Dunraven Pass

Dunraven Pass
Dunraven Pass, circa 1918
Elevation8,859 ft (2,700 m)[1]
Traversed byGrand Loop Road
LocationYellowstone National Park, Park County, Wyoming,
United States
RangeWashburn Range
Coordinates44°47′12″N 110°27′09″W / 44.78667°N 110.45250°W / 44.78667; -110.45250  NAVD 88[1]

Dunraven Pass (el. 8,859 feet (2,700 m)) is a mountain pass on the Grand Loop Road between Tower and Canyon in Yellowstone National Park, Wyoming.

History

In 1874, just two years after the park's creation, The 4th Earl of Dunraven and Mount-Earl, an Anglo-Irish peer, made a visit to Yellowstone in conjunction with a hunting expedition to the Northern Rockies. Lord Dunraven was so impressed with the park, that he devoted well over 150 pages to Yellowstone in his The Great Divide, published in London by Chatto & Windus in 1876. The Great Divide was one of the earliest works to praise and publicize the park.
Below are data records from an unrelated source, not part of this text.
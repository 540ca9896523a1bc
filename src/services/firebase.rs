// SPDX-License-Identifier: MIT
// Copyright 2026 Roland Dreier <roland@rolandd.dev>

//! Firebase Authentication over its REST API.
//!
//! Handles:
//! - Email/password sign-in (Identity Toolkit)
//! - Sign-in from a stored refresh token (Secure Token)
//! - ID token renewal shortly before expiry
//! - Session-change notifications for the watcher

use crate::config::Config;
use crate::models::Session;
use crate::services::identity::{
    lock, IdentityError, IdentityProvider, Listener, ListenerHandle, ListenerRegistry,
    SessionEvent,
};
use chrono::{DateTime, Duration, Utc};
use jsonwebtoken::{decode, Algorithm, DecodingKey, Validation};
use serde::de::DeserializeOwned;
use serde::Deserialize;
use std::sync::Mutex;

/// Margin before ID token expiration when we proactively refresh (5 minutes).
const TOKEN_REFRESH_MARGIN_SECS: i64 = 5 * 60;

/// Lifetime assumed when the provider omits `expiresIn`.
const DEFAULT_TOKEN_LIFETIME_SECS: i64 = 3600;

/// How to sign in.
#[derive(Debug, Clone)]
pub enum FirebaseCredentials {
    EmailPassword { email: String, password: String },
    RefreshToken(String),
}

/// Tokens held for the signed-in user.
struct Tokens {
    id_token: String,
    refresh_token: String,
    expires_at: DateTime<Utc>,
}

struct SignedIn {
    session: Session,
    tokens: Tokens,
}

/// Firebase Authentication client.
pub struct FirebaseAuth {
    http: reqwest::Client,
    api_key: String,
    identity_toolkit_url: String,
    secure_token_url: String,
    state: Mutex<Option<SignedIn>>,
    registry: ListenerRegistry,
    /// Serializes token refreshes so concurrent callers share one round trip.
    refresh_lock: tokio::sync::Mutex<()>,
}

impl FirebaseAuth {
    pub fn new(config: &Config, http: reqwest::Client) -> Self {
        Self {
            http,
            api_key: config.firebase_api_key.clone(),
            identity_toolkit_url: config.identity_toolkit_url.clone(),
            secure_token_url: config.secure_token_url.clone(),
            state: Mutex::new(None),
            registry: ListenerRegistry::new(),
            refresh_lock: tokio::sync::Mutex::new(()),
        }
    }

    /// Current refresh token, e.g. to persist for the next run.
    pub fn refresh_token(&self) -> Option<String> {
        lock(&self.state)
            .as_ref()
            .map(|s| s.tokens.refresh_token.clone())
    }

    pub fn listener_count(&self) -> usize {
        self.registry.len()
    }

    // ─── Token Management ────────────────────────────────────────────────────

    /// Cached token if still comfortably valid, `None` if it needs a refresh.
    fn cached_token(&self, session: &Session) -> Result<Option<String>, IdentityError> {
        let state = lock(&self.state);
        let signed_in = current_for(&state, session)?;

        let margin = Duration::seconds(TOKEN_REFRESH_MARGIN_SECS);
        if Utc::now() + margin < signed_in.tokens.expires_at {
            return Ok(Some(signed_in.tokens.id_token.clone()));
        }
        Ok(None)
    }

    fn current_refresh_token(&self, session: &Session) -> Result<String, IdentityError> {
        let state = lock(&self.state);
        Ok(current_for(&state, session)?.tokens.refresh_token.clone())
    }

    /// Store renewed tokens, unless the user signed out meanwhile.
    fn store_refreshed(&self, session: &Session, grant: TokenGrant) -> Result<String, IdentityError> {
        let mut state = lock(&self.state);
        let signed_in = match state.as_mut() {
            Some(s) if s.session.uid == session.uid => s,
            _ => return Err(IdentityError::NoSession),
        };

        let id_token = grant.id_token.clone();
        signed_in.tokens = grant.into_tokens();
        self.registry
            .emit(&SessionEvent::TokenRefreshed(signed_in.session.clone()));
        Ok(id_token)
    }

    // ─── REST calls ──────────────────────────────────────────────────────────

    async fn password_sign_in(&self, email: &str, password: &str) -> Result<TokenGrant, IdentityError> {
        let url = format!("{}/accounts:signInWithPassword", self.identity_toolkit_url);

        let response = self
            .http
            .post(&url)
            .query(&[("key", self.api_key.as_str())])
            .json(&serde_json::json!({
                "email": email,
                "password": password,
                "returnSecureToken": true,
            }))
            .send()
            .await
            .map_err(|e| IdentityError::Transport(e.to_string()))?;

        let body: PasswordSignInResponse = check_response_json(response).await?;
        Ok(TokenGrant {
            id_token: body.id_token,
            refresh_token: body.refresh_token,
            expires_in: body.expires_in,
        })
    }

    async fn exchange_refresh_token(&self, refresh_token: &str) -> Result<TokenGrant, IdentityError> {
        let url = format!("{}/token", self.secure_token_url);

        let response = self
            .http
            .post(&url)
            .query(&[("key", self.api_key.as_str())])
            .form(&[
                ("grant_type", "refresh_token"),
                ("refresh_token", refresh_token),
            ])
            .send()
            .await
            .map_err(|e| IdentityError::Transport(format!("Token refresh request failed: {}", e)))?;

        let body: SecureTokenResponse = check_response_json(response).await?;
        Ok(TokenGrant {
            id_token: body.id_token,
            refresh_token: body.refresh_token,
            expires_in: body.expires_in,
        })
    }
}

fn current_for<'a>(
    state: &'a Option<SignedIn>,
    session: &Session,
) -> Result<&'a SignedIn, IdentityError> {
    match state {
        Some(s) if s.session.uid == session.uid => Ok(s),
        _ => Err(IdentityError::NoSession),
    }
}

impl IdentityProvider for FirebaseAuth {
    type Credentials = FirebaseCredentials;

    async fn sign_in(&self, credentials: FirebaseCredentials) -> Result<Session, IdentityError> {
        let grant = match credentials {
            FirebaseCredentials::EmailPassword { email, password } => {
                self.password_sign_in(&email, &password).await?
            }
            FirebaseCredentials::RefreshToken(token) => self.exchange_refresh_token(&token).await?,
        };

        let session = session_from_id_token(&grant.id_token)?;
        tracing::info!(uid = %session.uid, "Signed in");

        let mut state = lock(&self.state);
        *state = Some(SignedIn {
            session: session.clone(),
            tokens: grant.into_tokens(),
        });
        self.registry.emit(&SessionEvent::SignedIn(session.clone()));
        Ok(session)
    }

    async fn sign_out(&self) -> Result<(), IdentityError> {
        let mut state = lock(&self.state);
        if let Some(previous) = state.take() {
            tracing::info!(uid = %previous.session.uid, "Signed out");
            self.registry.emit(&SessionEvent::SignedOut);
        }
        Ok(())
    }

    fn current_session(&self) -> Option<Session> {
        lock(&self.state).as_ref().map(|s| s.session.clone())
    }

    fn on_session_change(&self, listener: Listener) -> ListenerHandle {
        let state = lock(&self.state);
        let initial = match state.as_ref() {
            Some(s) => SessionEvent::SignedIn(s.session.clone()),
            None => SessionEvent::SignedOut,
        };
        self.registry.register(listener, &initial)
    }

    /// Get a valid ID token for `session`.
    ///
    /// 1. Serve the cached token if it outlives the refresh margin
    /// 2. Otherwise take the refresh lock and re-check (another caller may have refreshed)
    /// 3. Exchange the refresh token and store the result
    async fn id_token(&self, session: &Session) -> Result<String, IdentityError> {
        if let Some(token) = self.cached_token(session)? {
            return Ok(token);
        }

        let _guard = self.refresh_lock.lock().await;

        if let Some(token) = self.cached_token(session)? {
            return Ok(token);
        }

        tracing::debug!(uid = %session.uid, "ID token expiring, refreshing");
        let refresh_token = self.current_refresh_token(session)?;
        let grant = self.exchange_refresh_token(&refresh_token).await?;
        self.store_refreshed(session, grant)
    }
}

// ─── Wire types ──────────────────────────────────────────────────────────────

struct TokenGrant {
    id_token: String,
    refresh_token: String,
    expires_in: Option<String>,
}

impl TokenGrant {
    fn into_tokens(self) -> Tokens {
        let lifetime = self
            .expires_in
            .as_deref()
            .and_then(|s| s.trim().parse::<i64>().ok())
            .unwrap_or(DEFAULT_TOKEN_LIFETIME_SECS);

        Tokens {
            id_token: self.id_token,
            refresh_token: self.refresh_token,
            expires_at: Utc::now() + Duration::seconds(lifetime),
        }
    }
}

#[derive(Debug, Deserialize)]
#[serde(rename_all = "camelCase")]
struct PasswordSignInResponse {
    id_token: String,
    refresh_token: String,
    expires_in: Option<String>,
}

#[derive(Debug, Deserialize)]
struct SecureTokenResponse {
    id_token: String,
    refresh_token: String,
    expires_in: Option<String>,
}

#[derive(Debug, Deserialize)]
struct GoogleErrorResponse {
    error: GoogleErrorBody,
}

#[derive(Debug, Deserialize)]
struct GoogleErrorBody {
    message: String,
}

/// Claims of a Firebase ID token that make up a [`Session`].
#[derive(Debug, Deserialize)]
struct IdTokenClaims {
    sub: String,
    #[serde(default)]
    user_id: Option<String>,
    #[serde(default)]
    email: Option<String>,
    #[serde(default)]
    name: Option<String>,
    #[serde(default)]
    picture: Option<String>,
}

/// Read the session identity out of an ID token.
///
/// The signature is not checked here; the API server verifies every token
/// it receives.
fn session_from_id_token(id_token: &str) -> Result<Session, IdentityError> {
    let mut validation = Validation::new(Algorithm::RS256);
    validation.insecure_disable_signature_validation();
    validation.validate_exp = false;
    validation.validate_aud = false;
    validation.required_spec_claims.clear();

    let token_data = decode::<IdTokenClaims>(id_token, &DecodingKey::from_secret(&[]), &validation)
        .map_err(|e| IdentityError::InvalidToken(e.to_string()))?;

    let claims = token_data.claims;
    Ok(Session {
        uid: claims.user_id.unwrap_or(claims.sub),
        display_name: claims.name,
        email: claims.email,
        photo_url: claims.picture,
    })
}

/// Check response status and parse the JSON body.
async fn check_response_json<T: DeserializeOwned>(
    response: reqwest::Response,
) -> Result<T, IdentityError> {
    let status = response.status();
    if !status.is_success() {
        let body = response.text().await.unwrap_or_default();
        let message = serde_json::from_str::<GoogleErrorResponse>(&body)
            .map(|e| e.error.message)
            .unwrap_or_else(|_| format!("HTTP {}", status));

        if status.is_server_error() {
            tracing::warn!(status = status.as_u16(), message = %message, "Identity provider error");
            return Err(IdentityError::Transport(message));
        }
        return Err(IdentityError::Rejected(message));
    }

    response
        .json()
        .await
        .map_err(|e| IdentityError::Transport(format!("JSON parse error: {}", e)))
}
// SPDX-License-Identifier: MIT
// Copyright 2026 Roland Dreier <roland@rolandd.dev>

//! Client configuration loaded from environment variables.
//!
//! A `.env` file in the working directory is honoured for local development.

use std::env;
use std::time::Duration;

pub const DEFAULT_API_BASE_URL: &str = "http://localhost:3000";
pub const DEFAULT_IDENTITY_TOOLKIT_URL: &str = "https://identitytoolkit.googleapis.com/v1";
pub const DEFAULT_SECURE_TOKEN_URL: &str = "https://securetoken.googleapis.com/v1";

/// Client configuration, loaded once at startup.
#[derive(Debug, Clone)]
pub struct Config {
    /// Base URL of the bikes API (no trailing slash)
    pub api_base_url: String,
    /// Firebase web API key (public, but required by every auth call)
    pub firebase_api_key: String,
    /// Identity Toolkit endpoint (password sign-in)
    pub identity_toolkit_url: String,
    /// Secure Token endpoint (refresh-token exchange)
    pub secure_token_url: String,
    /// Timeout applied to every outbound HTTP request
    pub http_timeout: Duration,
}

impl Config {
    /// Load configuration from environment variables.
    pub fn from_env() -> Result<Self, ConfigError> {
        dotenvy::dotenv().ok(); // Load .env file if present

        let http_timeout_secs = match env::var("HTTP_TIMEOUT_SECS") {
            Ok(raw) => raw
                .trim()
                .parse::<u64>()
                .map_err(|_| ConfigError::Invalid("HTTP_TIMEOUT_SECS", raw))?,
            Err(_) => 10,
        };

        Ok(Self {
            api_base_url: trim_url(
                env::var("BIKERS_API_BASE_URL")
                    .unwrap_or_else(|_| DEFAULT_API_BASE_URL.to_string()),
            ),
            firebase_api_key: env::var("FIREBASE_API_KEY")
                .map(|v| v.trim().to_string())
                .map_err(|_| ConfigError::Missing("FIREBASE_API_KEY"))?,
            identity_toolkit_url: trim_url(
                env::var("FIREBASE_IDENTITY_TOOLKIT_URL")
                    .unwrap_or_else(|_| DEFAULT_IDENTITY_TOOLKIT_URL.to_string()),
            ),
            secure_token_url: trim_url(
                env::var("FIREBASE_SECURE_TOKEN_URL")
                    .unwrap_or_else(|_| DEFAULT_SECURE_TOKEN_URL.to_string()),
            ),
            http_timeout: Duration::from_secs(http_timeout_secs),
        })
    }

    /// Config pointing every endpoint at `base_url`, for tests against stub servers.
    pub fn test_default(base_url: &str) -> Self {
        let base_url = trim_url(base_url.to_string());
        Self {
            api_base_url: base_url.clone(),
            firebase_api_key: "test-api-key".to_string(),
            identity_toolkit_url: format!("{}/v1", base_url),
            secure_token_url: format!("{}/v1", base_url),
            http_timeout: Duration::from_secs(5),
        }
    }

    /// Build the shared HTTP client with the configured timeout.
    pub fn http_client(&self) -> Result<reqwest::Client, ConfigError> {
        reqwest::Client::builder()
            .timeout(self.http_timeout)
            .build()
            .map_err(|e| ConfigError::HttpClient(e.to_string()))
    }
}

fn trim_url(url: String) -> String {
    url.trim().trim_end_matches('/').to_string()
}

/// Configuration errors
#[derive(Debug, thiserror::Error)]
pub enum ConfigError {
    #[error("Missing required environment variable: {0}")]
    Missing(&'static str),

    #[error("Invalid value for {0}: {1:?}")]
    Invalid(&'static str, String),

    #[error("Failed to build HTTP client: {0}")]
    HttpClient(String),
}

#[cfg(test)]
mod tests {
    use super::*;

    #[test]
    fn test_config_from_env() {
        env::set_var("FIREBASE_API_KEY", " test_key ");
        env::set_var("BIKERS_API_BASE_URL", "https://bikers.example.com/");
        env::remove_var("HTTP_TIMEOUT_SECS");

        let config = Config::from_env().expect("Config should load");

        assert_eq!(config.firebase_api_key, "test_key");
        assert_eq!(config.api_base_url, "https://bikers.example.com");
        assert_eq!(config.identity_toolkit_url, DEFAULT_IDENTITY_TOOLKIT_URL);
        assert_eq!(config.http_timeout, Duration::from_secs(10));
    }

    #[test]
    fn test_default_points_at_stub() {
        let config = Config::test_default("http://127.0.0.1:4000/");
        assert_eq!(config.api_base_url, "http://127.0.0.1:4000");
        assert_eq!(config.secure_token_url, "http://127.0.0.1:4000/v1");
    }
}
In 1878 during a U.S. Geological Survey of the park, Henry Gannett, a geographer working with the survey, named a peak just two miles southwest of Mount Washburn in the honor of the Earl of Dunraven and the service his book had done for the park. In 1879, Philetus Norris, the park Superintendent, gave the pass on the Grand Loop Road between Tower and Canyon the name Dunraven because of its proximity to Dunraven Peak.[2]

Notes

  1. ^ a b "15 MDC". NGS Data Sheet. National Geodetic Survey, National Oceanic and Atmospheric Administration, United States Department of Commerce.
  2. ^ Haines, Aubrey L. (1996). Yellowstone Place Names-Mirrors of History. Niwot, Colorado: University Press of Colorado. pp. 104–106. ISBN 0-87081-382-X.